In the winter, dormant pruning should be a priority for your client’s yards. It’s the ideal time to tackle almost every plant that will go dormant in the winter.
Be sure to educate and inform your customers on the necessary prep for their yards and plants so that spring yields the best results.
Evaluating the Year and Planning for the Next
During the winter, lawn care companies should conduct a thorough evaluation of the past year. This includes identifying the positives and negatives of performance and checking where you are on key performance indicators (KPIs) and goals.
Assess which goals and KPIs you hit, and which ones you missed. You may also need to adjust your KPIs, depending on your goals for 2019. Maybe it’s time to introduce a new service or product, like pre-emergent herbicides or fall fertilizer programs.
Using the data from the previous year, you can then start the budgeting and planning for the next 12 months. During this process, you should examine equipment and supply needs, think about how you source product, and determine if there’s a better way to get access to more options and possibly lower costs.

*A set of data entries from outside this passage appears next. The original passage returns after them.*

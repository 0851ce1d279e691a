use axum::{Extension, Json, extract::State, response::Html};
use serde_json::json;

use crate::{
    error::{ApiResult, PageResult},
    state::AppState,
    usecases::{
        dashboard::{self, DashboardSummary, PlayerOverview},
        session::Session,
    },
    utils::local_today,
    views,
};

async fn load(
    state: &AppState,
    session: &Session,
) -> anyhow::Result<(DashboardSummary, Option<PlayerOverview>)> {
    let today = local_today(state.config.utc_offset_hours);

    let summary = dashboard::load_summary(&state.db, today).await?;
    let overview = match session.player_id {
        Some(player_id) => Some(dashboard::load_player_overview(&state.db, player_id).await?),
        None => None,
    };

    Ok((summary, overview))
}

pub async fn get_dashboard(
    State(state): State<AppState>,
    Extension(session): Extension<Session>,
) -> PageResult<Html<String>> {
    let (summary, overview) = load(&state, &session).await?;

    Ok(Html(views::dashboard::render(
        &session,
        &summary,
        overview.as_ref(),
    )))
}

pub async fn get_dashboard_json(
    State(state): State<AppState>,
    Extension(session): Extension<Session>,
) -> ApiResult<Json<serde_json::Value>> {
    let (summary, overview) = load(&state, &session).await?;

    Ok(Json(json!({
        "summary": summary,
        "player": overview,
    })))
}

(We recommend considering a landscape supply online marketplace.)
Next, you should look at your personnel and determine if you need to expand or cut back. Based on the performance of personnel, you may need to revise standard operating procedures. In the current lean labor market, it’s critical to have a reliable team.
Addressing Equipment—Buy, Repair, and Sell
After your equipment evaluation, it’s time to determine what you need to buy, repair, or sell. If you need additional equipment, you should further discern if you should buy equipment new or used. There are pros and cons for each, so do a careful analysis before you make the decision.
If repairs need to be made, get a full list of what needs to be done and determine if equipment can be fixed in-house or if you need to take it to a mechanic. If you need to take it to a shop, be sure to have it repaired and have any maintenance work performed at the same time.
At the end of this evaluation, you should be confident that your equipment is safe, ready to go, and has a maintenance schedule for the next year.
Keep in Touch with Customers
After you’ve completed winter prep for your customers, be sure to stay in touch with them so they don’t forget you. This could mean something as simple as sending them a holiday card, or once the new year hits mailing them a flyer with an offer to schedule early and receive a discount.
Brush Up on Skills and Trends
Winter can be a good time to freshen up the skills of your workers with new training. It can also be a time to travel to trade shows and check on the upcoming trends in landscaping. You can then take those ideas to your customers. Taking the time to explore new softwares, apps, and digital services in the winter can help you increase efficiency in spring.
Finding Opportunities for Expansion and Growth
When looking at your budget for 2019, you will want to maximize the resources you have and see where opportunities are to reduce costs and optimize profits. This is a time when you’ll also be forecasting. What will the next year bring? How will you expand your business?
Expanding your business can mean either the acquisition of new customers or doing more for your existing customers. You should look at both as an opportunity. This means you’ll need to have a strategy behind finding new customers and upselling your current ones.
This may require launching some online marketing efforts. It may be a good time to refresh your website, create email marketing campaigns, and develop a social media marketing strategy for the next year. Jobsite photos from the previous season are incredibly powerful for marketing. Make sure you share them on your website and social media feeds!
Winter time for landscape firms isn't the normal busy. It's a different kind of busy, one full of planning and evaluation. All these things are critical to your company moving forward and growing in 2019. When you are properly prepared, you'll be able to address anything that may come your way.